By Morf Morford
Tacoma Daily Index
“What’s your ‘beat’?”
I should have expected that question. I was, after all, applying for a job as a writer. But once she asked me that most obvious question, I realized that I didn’t know. But it made me think.
And now I know. I write about the hidden, forgotten and neglected corners –and characters – of Tacoma.
I like the gulches, the seedy neighborhoods, the isolated clusters of homes on dead-end streets, the rocky, sea-weed covered beaches, the few remnants of industrial ruins of warehouses and lumber mills (and the ancient creosoted pilings in the bay) and, of course, the lush green and silent refuge of Pt. Defiance.
I even love the moody, almost haunted, empty streets of downtown Tacoma almost every weekend. (Sometimes an event, a run or volunteer day rushes through downtown like a vagrant rainbow, but it too, leaves without a shadow).
I also love the alleys that always say far more than the intended or accidental ‘curb appeal’ of a large, small and even average home or building.
I particularly like the soggy darkness that hovers like a low, almost personal, cloud on a drizzly mid-morning or late afternoon.

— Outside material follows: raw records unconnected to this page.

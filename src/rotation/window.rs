//! Rotation window computation for custom-cycle programs.
//!
//! The window containing `today` starts at
//! `starting_date + floor(diff / L) × L` days and ends (exclusive)
//! `L` days later. Floor division keeps dates before the starting date in
//! negative rotations, so a window always contains the reference date.

use chrono::{Duration, NaiveDate};
use tracing::trace;

use crate::models::{ProgramType, RotationWindow, WorkoutProgram};

/// Returns the rotation cycle containing `today`.
///
/// `None` for day-of-week programs, programs without days, custom
/// programs lacking a starting date, and windows whose bounds fall outside
/// chrono's supported date range (e.g. a cycle of 100 million days).
/// [`resolve`](super::resolve) still works for such programs.
///
/// # Examples
///
/// ```
/// use chrono::NaiveDate;
/// use workout_rotation::models::WorkoutProgram;
/// use workout_rotation::rotation::current_window;
///
/// let start = NaiveDate::from_ymd_opt(2024, 1, 1).unwrap();
/// let program = WorkoutProgram::custom(start).with_days([1, 2, 3]);
///
/// let today = NaiveDate::from_ymd_opt(2024, 1, 5).unwrap();
/// let window = current_window(&program, today).unwrap();
/// assert_eq!(window.start, NaiveDate::from_ymd_opt(2024, 1, 4).unwrap());
/// assert_eq!(window.end, NaiveDate::from_ymd_opt(2024, 1, 7).unwrap());
/// ```
pub fn current_window(program: &WorkoutProgram, today: NaiveDate) -> Option<RotationWindow> {
    if program.program_type != ProgramType::Custom {
        return None;
    }
    let cycle_length = i64::from(program.cycle_length()?);
    let starting_date = program.starting_date?;

    let diff = (today - starting_date).num_days();
    let rotation_index = diff.div_euclid(cycle_length);
    window_at(starting_date, cycle_length, rotation_index)
}

/// Returns the window `offset` rotations away from the one containing
/// `today` (negative = earlier).
pub fn window_offset(
    program: &WorkoutProgram,
    today: NaiveDate,
    offset: i64,
) -> Option<RotationWindow> {
    let current = current_window(program, today)?;
    let starting_date = program.starting_date?;
    let cycle_length = current.days();
    window_at(
        starting_date,
        cycle_length,
        current.rotation_index.checked_add(offset)?,
    )
}

fn window_at(
    starting_date: NaiveDate,
    cycle_length: i64,
    rotation_index: i64,
) -> Option<RotationWindow> {
    let start_offset = Duration::try_days(rotation_index.checked_mul(cycle_length)?)?;
    let start = starting_date.checked_add_signed(start_offset)?;
    let end = start.checked_add_signed(Duration::try_days(cycle_length)?)?;

    trace!(%start, %end, rotation_index, "rotation window");
    Some(RotationWindow {
        start,
        end,
        rotation_index,
    })
}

Some cities are at their best in black and white tones – and Tacoma is one of them.
With its tall boxy buildings, and sparse rain-glazed traffic, downtown Tacoma at night is a harshly lit maze of stark shadows and dead-end promises, and lingering, maybe even historic, threats.
I can picture fear and greed, sleaze and desperation, like some ever-shifting, gauzy spirit of a forever haunted unsettled soul in the fluttering shadows of the stark urban alleys.

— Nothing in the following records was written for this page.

//! Integrity checks for workout programs.
//!
//! Resolution never requires a valid program; malformed input simply
//! resolves to `None` or to whichever duplicate is listed first. These
//! checks let program editors reject bad input before it is saved.
//! Detects:
//! - Programs without workout days
//! - Duplicate day numbers
//! - Day numbers outside the mode's range (0, or > 7 for day-of-week)
//! - Custom programs without a starting date
//! - Negative set weights

use std::collections::HashSet;

use thiserror::Error;

use crate::error::Error;
use crate::models::{ProgramType, WorkoutProgram};

/// Validation result.
pub type ValidationResult = Result<(), Vec<ValidationError>>;

/// A validation error.
#[derive(Debug, Clone, PartialEq, Error)]
#[error("{message}")]
pub struct ValidationError {
    /// Error category.
    pub kind: ValidationErrorKind,
    /// Human-readable description.
    pub message: String,
}

/// Categories of validation errors.
#[derive(Debug, Clone, PartialEq, Eq)]
pub enum ValidationErrorKind {
    /// The program has no workout days.
    EmptyProgram,
    /// Two workout days share a day number.
    DuplicateDayNumber,
    /// A day number is outside the valid range for the program type.
    DayNumberOutOfRange,
    /// A custom program has no starting date.
    MissingStartingDate,
    /// A prescribed set has a negative weight.
    NegativeWeight,
}

impl ValidationError {
    fn new(kind: ValidationErrorKind, message: impl Into<String>) -> Self {
        Self {
            kind,
            message: message.into(),
        }
    }
}

/// Validates a program against the data-model invariants.
///
/// # Returns
/// `Ok(())` if all checks pass, `Err(errors)` with all detected issues.
pub fn validate_program(program: &WorkoutProgram) -> ValidationResult {
    let mut errors = Vec::new();

    if program.workout_days.is_empty() {
        errors.push(ValidationError::new(
            ValidationErrorKind::EmptyProgram,
            "Program has no workout days",
        ));
    }

    if program.program_type == ProgramType::Custom && program.starting_date.is_none() {
        errors.push(ValidationError::new(
            ValidationErrorKind::MissingStartingDate,
            "Custom program has no starting date",
        ));
    }

    let max_day = match program.program_type {
        ProgramType::DayOfWeek => 7,
        ProgramType::Custom => u32::MAX,
    };

    let mut seen = HashSet::new();
    for day in &program.workout_days {
        if !seen.insert(day.day_number) {
            errors.push(ValidationError::new(
                ValidationErrorKind::DuplicateDayNumber,
                format!("Duplicate day number: {}", day.day_number),
            ));
        }

        if day.day_number == 0 || day.day_number > max_day {
            errors.push(ValidationError::new(
                ValidationErrorKind::DayNumberOutOfRange,
                format!(
                    "Day number {} is out of range for a {} program",
                    day.day_number, program.program_type
                ),
            ));
        }

        for exercise in &day.exercises {
            if exercise.sets.iter().any(|s| s.weight < 0.0) {
                errors.push(ValidationError::new(
                    ValidationErrorKind::NegativeWeight,
                    format!(
                        "Exercise '{}' on day {} has a negative weight",
                        exercise.name, day.day_number
                    ),
                ));
            }
        }
    }

    if errors.is_empty() {
        Ok(())
    } else {
        Err(errors)
    }
}

/// [`validate_program`] folded into the crate [`Error`].
pub fn ensure_valid(program: &WorkoutProgram) -> crate::error::Result<()> {
    validate_program(program).map_err(Error::Validation)
}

If I’ve been there too long, it is the soft light of the coffee shop or the welcoming contours of a too comfortable couch that make me nervous. At least at first. But then the cold, wet, dark, and sometimes menacing, streets drift further from my memory and I forget where ‘home’ really is.

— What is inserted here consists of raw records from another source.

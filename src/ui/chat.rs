use chrono::{Local, Utc};
use crossterm::event::{KeyCode, KeyEvent, KeyModifiers};
use ratatui::{
    layout::{Constraint, Direction, Layout, Position},
    style::{Color, Modifier, Style},
    text::{Line, Span},
    widgets::{Block, Borders, List, ListItem, ListState, Paragraph},
    Frame,
};

use unicode_width::{UnicodeWidthChar, UnicodeWidthStr};

use crate::config::UiConfig;
use crate::conversation::{Message, Sender};
use crate::core::{ConversationSession, Dispatcher, ViewEntry};
use crate::tui::Action;

use super::AppController;

const SPINNER: [&str; 4] = ["   ", ".  ", ".. ", "..."];

pub struct ChatApp {
    session: ConversationSession,
    dispatcher: Dispatcher<Action>,
    labels: UiConfig,
    should_quit: bool,
    tick: usize,
}

impl ChatApp {
    pub fn new(session: ConversationSession, dispatcher: Dispatcher<Action>, labels: UiConfig) -> Self {
        Self {
            session,
            dispatcher,
            labels,
            should_quit: false,
            tick: 0,
        }
    }

    pub fn session(&self) -> &ConversationSession {
        &self.session
    }

    fn handle_key(&mut self, key: KeyEvent) {
        match key.code {
            KeyCode::Esc => self.should_quit = true,
            KeyCode::Char('c') if key.modifiers.contains(KeyModifiers::CONTROL) => {
                self.should_quit = true
            }
            KeyCode::Enter => {
                if let Some(question) = self.session.submit() {
                    self.dispatcher.dispatch(question);
                }
            }
            // The input line is disabled while an answer is outstanding
            _ if self.session.awaiting_response() => {}
            KeyCode::Char(c) => {
                let mut text = self.session.pending().to_string();
                text.push(c);
                self.session.update_input(text);
            }
            KeyCode::Backspace => {
                let mut text = self.session.pending().to_string();
                text.pop();
                self.session.update_input(text);
            }
            _ => {}
        }
    }

    fn message_item(message: &Message, width: usize) -> ListItem<'static> {
        let (label_style, text_style) = match message.sender() {
            Sender::User => (
                Style::default().fg(Color::Cyan).add_modifier(Modifier::BOLD),
                Style::default(),
            ),
            Sender::Bot => (
                Style::default().fg(Color::Green).add_modifier(Modifier::BOLD),
                Style::default().fg(Color::Gray),
            ),
        };
        let time = message.sent_at().with_timezone(&Local).format("%H:%M");

        let mut lines = vec![Line::from(vec![
            Span::styled(message.sender().label(), label_style),
            Span::styled(format!(" {}", time), Style::default().fg(Color::DarkGray)),
        ])];
        lines.extend(
            wrap(message.text(), width)
                .into_iter()
                .map(|line| Line::styled(line, text_style)),
        );
        lines.push(Line::default());
        ListItem::new(lines)
    }
}

impl AppController for ChatApp {
    fn update(&mut self, action: Action) {
        match action {
            Action::Tick => self.tick = self.tick.wrapping_add(1),
            Action::Resize(width, height) => {
                tracing::debug!(width, height, "Terminal resized");
            }
            Action::Key(key) => self.handle_key(key),
            Action::Settled(settlement) => {
                self.session.settle(settlement);
            }
        }
    }

    fn render(&mut self, f: &mut Frame) {
        let chunks = Layout::default()
            .direction(Direction::Vertical)
            .constraints([
                Constraint::Length(3),
                Constraint::Min(3),
                Constraint::Length(3),
            ])
            .split(f.area());

        let header = Paragraph::new(Line::from(Span::styled(
            self.labels.title.as_str(),
            Style::default().add_modifier(Modifier::BOLD),
        )))
        .block(Block::default().borders(Borders::ALL));
        f.render_widget(header, chunks[0]);

        let view = self.session.view();
        let width = chunks[1].width.saturating_sub(2) as usize;
        let items: Vec<ListItem> = view
            .entries
            .iter()
            .map(|entry| match entry {
                ViewEntry::Message(message) => Self::message_item(message, width),
                ViewEntry::Pending { since } => {
                    let elapsed = (Utc::now() - *since).num_seconds().max(0);
                    ListItem::new(Line::from(vec![
                        Span::styled(
                            Sender::Bot.label(),
                            Style::default().fg(Color::Green).add_modifier(Modifier::BOLD),
                        ),
                        Span::styled(
                            format!(" Thinking{} ({}s)", SPINNER[self.tick % SPINNER.len()], elapsed),
                            Style::default().fg(Color::DarkGray).add_modifier(Modifier::ITALIC),
                        ),
                    ]))
                }
            })
            .collect();

        // Selecting the last entry keeps the newest message in view
        let mut list_state = ListState::default().with_selected(items.len().checked_sub(1));
        let list = List::new(items).block(Block::default().borders(Borders::ALL).title("Conversation"));
        f.render_stateful_widget(list, chunks[1], &mut list_state);

        let (input_line, title) = if !view.input_enabled {
            (
                Line::styled(view.input, Style::default().fg(Color::DarkGray)),
                "Waiting for answer...",
            )
        } else if view.input.is_empty() {
            (
                Line::styled(
                    self.labels.placeholder.as_str(),
                    Style::default().fg(Color::DarkGray),
                ),
                "Message (Enter to send, Esc to quit)",
            )
        } else {
            (Line::raw(view.input), "Message (Enter to send, Esc to quit)")
        };
        let (scroll, cursor_col) = input_scroll(view.input, chunks[2].width.saturating_sub(2));
        let input = Paragraph::new(input_line)
            .scroll((0, scroll))
            .block(Block::default().borders(Borders::ALL).title(title));
        f.render_widget(input, chunks[2]);

        if view.input_enabled {
            f.set_cursor_position(Position::new(
                chunks[2].x.saturating_add(1).saturating_add(cursor_col),
                chunks[2].y.saturating_add(1),
            ));
        }
    }

    fn should_quit(&self) -> bool {
        self.should_quit
    }
}

/// Horizontal scroll offset and cursor column for an input line `inner_width`
/// columns wide. The tail of the text stays visible with room for the cursor.
fn input_scroll(input: &str, inner_width: u16) -> (u16, u16) {
    let typed = u16::try_from(input.width()).unwrap_or(u16::MAX);
    let offset = typed.saturating_sub(inner_width.saturating_sub(1));
    (offset, typed - offset)
}

/// Greedy word wrap to `width` display columns; words longer than a line are split
fn wrap(text: &str, width: usize) -> Vec<String> {
    let width = width.max(1);
    let mut lines = Vec::new();

    for raw in text.split('\n') {
        let mut line = String::new();
        let mut len = 0;

        for word in raw.split(' ') {
            if len > 0 && len + 1 + word.width() > width {
                lines.push(std::mem::take(&mut line));
                len = 0;
            }
            if len > 0 {
                line.push(' ');
                len += 1;
            }
            for ch in word.chars() {
                let ch_width = ch.width().unwrap_or(0);
                if len > 0 && len + ch_width > width {
                    lines.push(std::mem::take(&mut line));
                    len = 0;
                }
                line.push(ch);
                len += ch_width;
            }
        }
        lines.push(line);
    }

    lines
}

And then I remember, this is my ‘beat’ – the unpredictable, uneven, lonely pulse, the awkward eye-contact, the hushed, stilted conversations of strangers.
I understand, at times like this, the cold-eyed angst of the Noir novel, the misty lost-in-thought reach of black and white impressionism of the hungry-eyed artist of the chilled, the seemingly eternal-darker-than-natural night. “There is no tomorrow” the dank and clammy evening seems to say.
It doesn’t take long for the idea of dawn, or any natural light, to feel like an alien presence or a glaring intrusive force from another realm.
Decades of night seem to pass, or even linger to the point of taking permanent root in the streets devoid of human steps.
It’s not a ghost town, but all that seems to move in the drizzle-filled darkness are buses and a few stray cars. Their stark and silent headlights scan across the ancient walls and somehow leave the darkness even darker. The buildings, even with their lights, just add to the gloom.
It is its own ecosystem of harsh lights, deep shadows and hard edges. Perhaps not so different from any other city. But other cities have their charm that tourists seek and photograph. Tacoma’s charms are barely seen, and must be earned, or even worn, like some faded, almost regret-filled tattoo.
I love the derelict buildings, the cluttered alleys, the flickering streetlights that go dark as I approach them, the trains that shake and shriek through the night. I love the echo of my own spooky, clattering footsteps on dark and unforgiving sidewalks.
There is something like a lived prayer in the cold and dark, an odd, unnameable, impossible warmth that defies anything approaching a firm grip.
When I am far away, Tacoma’s cold and rough edges call me home. I rarely feel welcomed or even known here, and almost never belong; but in a way that only Tacoma can be, it’s the only place that is home.